SWARM is focused on the agri-food supply chain, but we put it to the team that the platform could be used in alternative markets just as effectively. “Very true. We have identified some adjacent markets where we believe our approach could contribute significantly to cost reduction, and also in supporting sustainability and environmental goals,” Anthony said. “Ultimately our goal is to democratize AI, making it as easy for a business person to use as a BI tool. We are starting with agri-food, but we won’t stop there.”
With a career that has covered both software development and writing fiction, we asked SWARM’s CEO how he felt about the representations of AI in TV and movies. He told us, “Art is frequently a reflection of our current obsessions. For a period we were frightened of robots, and our media revealed this with Terminators intent on wiping out humanity. These days, the representations are far more nuanced and often dwell on the gray line between what it means to be human, to possess consciousness, and the rights of artificial beings.

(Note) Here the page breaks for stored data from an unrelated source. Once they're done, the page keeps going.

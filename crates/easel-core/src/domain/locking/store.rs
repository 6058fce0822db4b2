//! Lease store abstraction
//!
//! The lease store is the only shared mutable state in the locking domain.
//! It holds one record per lease key with a monotonically increasing
//! version, and every write is a compare-and-swap against that version.
//! There is no business logic here; expiry and ownership rules live in the
//! lock manager.

use async_trait::async_trait;
use std::collections::HashMap;
use std::future::Future;
use std::sync::atomic::{AtomicU64, Ordering};
use std::sync::RwLock;
use std::time::Duration;
use uuid::Uuid;

use super::types::{LeaseKey, Lock, LockError, LockResult};

/// A lock record together with its store version
#[derive(Debug, Clone, PartialEq)]
pub struct VersionedLock {
    pub lock: Lock,
    pub version: u64,
}

/// Result of a compare-and-swap write
#[derive(Debug, Clone, Copy, PartialEq, Eq)]
pub enum CasOutcome {
    /// The write was applied; the record now has `version`
    Written { version: u64 },
    /// The record changed since it was read; nothing was written
    VersionMismatch,
}

impl CasOutcome {
    pub fn is_written(&self) -> bool {
        matches!(self, Self::Written { .. })
    }
}

/// Durable mapping of lease key to current lock record
#[async_trait]
pub trait LeaseStore: Send + Sync + std::fmt::Debug {
    /// Read the record at `key`
    async fn get(&self, key: &LeaseKey) -> LockResult<Option<VersionedLock>>;

    /// Find the record currently holding lock `lock_id`
    ///
    /// Returns `None` once the lock has been superseded or purged.
    async fn find_by_lock_id(&self, lock_id: Uuid) -> LockResult<Option<VersionedLock>>;

    /// Write `lock` at its lease key if the stored version matches
    ///
    /// `expected = None` means the key must not exist yet. Versions are never
    /// reused, not even for a key that was deleted and written again.
    async fn compare_and_swap(&self, expected: Option<u64>, lock: &Lock)
        -> LockResult<CasOutcome>;

    /// Remove the record at `key` if its version still matches
    async fn delete_if_version(&self, key: &LeaseKey, version: u64) -> LockResult<bool>;

    /// All records for one resource
    async fn list_for_resource(&self, resource_id: &str) -> LockResult<Vec<VersionedLock>>;

    /// All records in the store
    async fn list_all(&self) -> LockResult<Vec<VersionedLock>>;
}

/// Run one store call, failing with `StoreUnavailable` once `limit` elapses
///
/// A timed-out write may or may not have been applied; callers treat the
/// outcome as unknown and re-read before deciding anything.
pub(crate) async fn bounded<T>(
    limit: Duration,
    op: &str,
    call: impl Future<Output = LockResult<T>>,
) -> LockResult<T> {
    match tokio::time::timeout(limit, call).await {
        Ok(result) => result,
        Err(_) => Err(LockError::StoreUnavailable(format!(
            "{} timed out after {}ms",
            op,
            limit.as_millis()
        ))),
    }
}

/// Single-process lease store backed by a map
///
/// Each compare-and-swap runs under the map's write guard, which gives the
/// same per-key atomicity the SQLite store gets from conditional updates.
#[derive(Debug, Default)]
pub struct InMemoryLeaseStore {
    records: RwLock<HashMap<LeaseKey, VersionedLock>>,
    last_version: AtomicU64,
}

impl InMemoryLeaseStore {
    pub fn new() -> Self {
        Self::default()
    }

    fn poisoned<T>(_: T) -> LockError {
        LockError::StoreUnavailable("in-memory lease store poisoned".to_string())
    }
}

#[async_trait]
impl LeaseStore for InMemoryLeaseStore {
    async fn get(&self, key: &LeaseKey) -> LockResult<Option<VersionedLock>> {
        let records = self.records.read().map_err(Self::poisoned)?;
        Ok(records.get(key).cloned())
    }

    async fn find_by_lock_id(&self, lock_id: Uuid) -> LockResult<Option<VersionedLock>> {
        let records = self.records.read().map_err(Self::poisoned)?;
        Ok(records.values().find(|r| r.lock.id == lock_id).cloned())
    }

    async fn compare_and_swap(
        &self,
        expected: Option<u64>,
        lock: &Lock,
    ) -> LockResult<CasOutcome> {
        let key = lock.lease_key();
        let mut records = self.records.write().map_err(Self::poisoned)?;

        let current = records.get(&key).map(|r| r.version);
        if current != expected {
            return Ok(CasOutcome::VersionMismatch);
        }

        let version = self.last_version.fetch_add(1, Ordering::Relaxed) + 1;
        records.insert(
            key,
            VersionedLock {
                lock: lock.clone(),
                version,
            },
        );
        Ok(CasOutcome::Written { version })
    }

    async fn delete_if_version(&self, key: &LeaseKey, version: u64) -> LockResult<bool> {
        let mut records = self.records.write().map_err(Self::poisoned)?;
        match records.get(key) {
            Some(r) if r.version == version => {
                records.remove(key);
                Ok(true)
            }
            _ => Ok(false),
        }
    }

    async fn list_for_resource(&self, resource_id: &str) -> LockResult<Vec<VersionedLock>> {
        let records = self.records.read().map_err(Self::poisoned)?;
        Ok(records
            .values()
            .filter(|r| r.lock.resource_id == resource_id)
            .cloned()
            .collect())
    }

    async fn list_all(&self) -> LockResult<Vec<VersionedLock>> {
        let records = self.records.read().map_err(Self::poisoned)?;
        Ok(records.values().cloned().collect())
    }
}
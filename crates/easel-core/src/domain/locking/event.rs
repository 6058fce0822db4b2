//! Locking domain events
//!
//! Events for tracking lock-related activities. These are the payloads handed
//! to the notification collaborator for fan-out to other viewers.

use chrono::{DateTime, Utc};
use serde::{Deserialize, Serialize};
use uuid::Uuid;

use super::types::{Lock, LockTier};
use crate::domain::events::DomainEvent;

/// Type of lock event
#[derive(Debug, Clone, Copy, PartialEq, Eq, Serialize, Deserialize)]
#[serde(rename_all = "snake_case")]
pub enum LockEventType {
    /// A lock was acquired
    LockAcquired,
    /// A lock's lease was extended
    LockRefreshed,
    /// A lock was released by its holder
    LockReleased,
    /// An acquire was refused because someone else holds the lock
    LockConflict,
    /// A lease ran out and was cleaned up
    LockExpired,
    /// A lock was taken over by a higher tier
    LockOverridden,
}

impl LockEventType {
    /// Convert to string representation
    pub fn as_str(&self) -> &'static str {
        match self {
            Self::LockAcquired => "lock_acquired",
            Self::LockRefreshed => "lock_refreshed",
            Self::LockReleased => "lock_released",
            Self::LockConflict => "lock_conflict",
            Self::LockExpired => "lock_expired",
            Self::LockOverridden => "lock_overridden",
        }
    }
}

impl std::fmt::Display for LockEventType {
    fn fmt(&self, f: &mut std::fmt::Formatter<'_>) -> std::fmt::Result {
        write!(f, "{}", self.as_str())
    }
}

/// A locking domain event
#[derive(Debug, Clone, Serialize, Deserialize)]
pub struct LockEvent {
    /// Unique event identifier
    pub id: Uuid,
    /// The resource the lock covers
    pub resource_id: String,
    /// Who caused the event
    pub actor_id: String,
    /// Type of event
    pub event_type: LockEventType,
    /// Event data
    pub data: Option<serde_json::Value>,
    /// When the event occurred
    pub created_at: DateTime<Utc>,
}

impl LockEvent {
    /// Create a new lock event
    pub fn new(
        resource_id: impl Into<String>,
        actor_id: impl Into<String>,
        event_type: LockEventType,
        data: Option<serde_json::Value>,
        at: DateTime<Utc>,
    ) -> Self {
        Self {
            id: Uuid::new_v4(),
            resource_id: resource_id.into(),
            actor_id: actor_id.into(),
            event_type,
            data,
            created_at: at,
        }
    }

    /// Create a lock acquired event
    pub fn acquired(lock: &Lock, replaced: Option<&Lock>, at: DateTime<Utc>) -> Self {
        let data = serde_json::json!({
            "lock_id": lock.id,
            "tier": lock.tier,
            "expires_at": lock.expires_at,
            "purpose": lock.purpose,
            "replaced_holder": replaced.map(|l| l.holder_id.as_str()),
        });
        Self::new(&lock.resource_id, &lock.holder_id, LockEventType::LockAcquired, Some(data), at)
    }

    /// Create a lock refreshed event
    pub fn refreshed(lock: &Lock, at: DateTime<Utc>) -> Self {
        let data = serde_json::json!({
            "lock_id": lock.id,
            "tier": lock.tier,
            "expires_at": lock.expires_at,
            "renewal_count": lock.renewal_count,
        });
        Self::new(&lock.resource_id, &lock.holder_id, LockEventType::LockRefreshed, Some(data), at)
    }

    /// Create a lock released event
    pub fn released(lock: &Lock, at: DateTime<Utc>) -> Self {
        let held_ms = (at - lock.acquired_at).num_milliseconds().max(0);
        let data = serde_json::json!({
            "lock_id": lock.id,
            "tier": lock.tier,
            "held_ms": held_ms,
        });
        Self::new(&lock.resource_id, &lock.holder_id, LockEventType::LockReleased, Some(data), at)
    }

    /// Create a lock conflict event
    pub fn conflict(
        resource_id: &str,
        requester: &str,
        requested_tier: LockTier,
        current_holder: &str,
        current_tier: LockTier,
        expires_at: DateTime<Utc>,
        at: DateTime<Utc>,
    ) -> Self {
        let data = serde_json::json!({
            "requested_tier": requested_tier,
            "current_holder": current_holder,
            "current_tier": current_tier,
            "expires_at": expires_at,
        });
        Self::new(resource_id, requester, LockEventType::LockConflict, Some(data), at)
    }

    /// Create a lock expired event
    pub fn expired(lock: &Lock, actor_id: &str, at: DateTime<Utc>) -> Self {
        let data = serde_json::json!({
            "lock_id": lock.id,
            "holder_id": lock.holder_id,
            "tier": lock.tier,
            "expired_at": lock.expires_at,
        });
        Self::new(&lock.resource_id, actor_id, LockEventType::LockExpired, Some(data), at)
    }

    /// Create a lock overridden event
    pub fn overridden(lock: &Lock, previous: Option<&Lock>, reason: &str, at: DateTime<Utc>) -> Self {
        let data = serde_json::json!({
            "lock_id": lock.id,
            "tier": lock.tier,
            "expires_at": lock.expires_at,
            "reason": reason,
            "previous_holder": previous.map(|l| l.holder_id.as_str()),
            "previous_tier": previous.map(|l| l.tier),
            "previous_lock_id": previous.map(|l| l.id),
        });
        Self::new(&lock.resource_id, &lock.holder_id, LockEventType::LockOverridden, Some(data), at)
    }
}

impl DomainEvent for LockEvent {
    fn event_type(&self) -> &str {
        self.event_type.as_str()
    }

    fn resource_id(&self) -> &str {
        &self.resource_id
    }

    fn actor_id(&self) -> &str {
        &self.actor_id
    }

    fn timestamp(&self) -> DateTime<Utc> {
        self.created_at
    }

    fn data(&self) -> Option<&serde_json::Value> {
        self.data.as_ref()
    }
}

The underlying fear is still there but is more frequently directed towards superintelligence, in other words being out-witted rather than out-muscled by our creations.” We wanted to know if SWARM was heading down this path, and Anthony laughed. “We are a cognitive platform, which means we partner with humans. The AI is there to assist us. Our goal is to give super-powers to business users, not to replace them.”
SWARM is tight-lipped about the clients they work with, but we know they have generated multi-million dollar savings at several global agri-food companies and were told they target a minimum of one million dollars in savings per year, even at smaller customers. The challenge management approach is fascinating, and we are interested to see how it will evolve. Public availability to the platform will be rolled out in waves throughout the year.
You can learn more about SWARM and register for early access here: www.swarm.engineering/challenge-modeler-registration
Anthony Howcroft is the founder and CEO of SWARM Engineering. He has more than 25 years of experience in technology, in a mix of corporate and start-up roles that cover software engineering, sales, and marketing. He was co-founder and VP Sales of DATAllegro, the data warehouse appliance vendor acquired by Microsoft for $260M in 2008. He subsequently ran Microsoft’s Big Data team in EMEA for 5 years, showing triple-digit growth each year. After a 3-year stint mentoring CEOs in California, he launched SWARM. He has a Creative Writing Diploma from the University of Oxford and has lectured on the use of narrative in business.
His non-fiction book Questions: A User’s Guide was published in October 2020, achieving Amazon bestseller status, and the research behind the book is being used to enhance the approach of the SWARM Challenge Modeler product.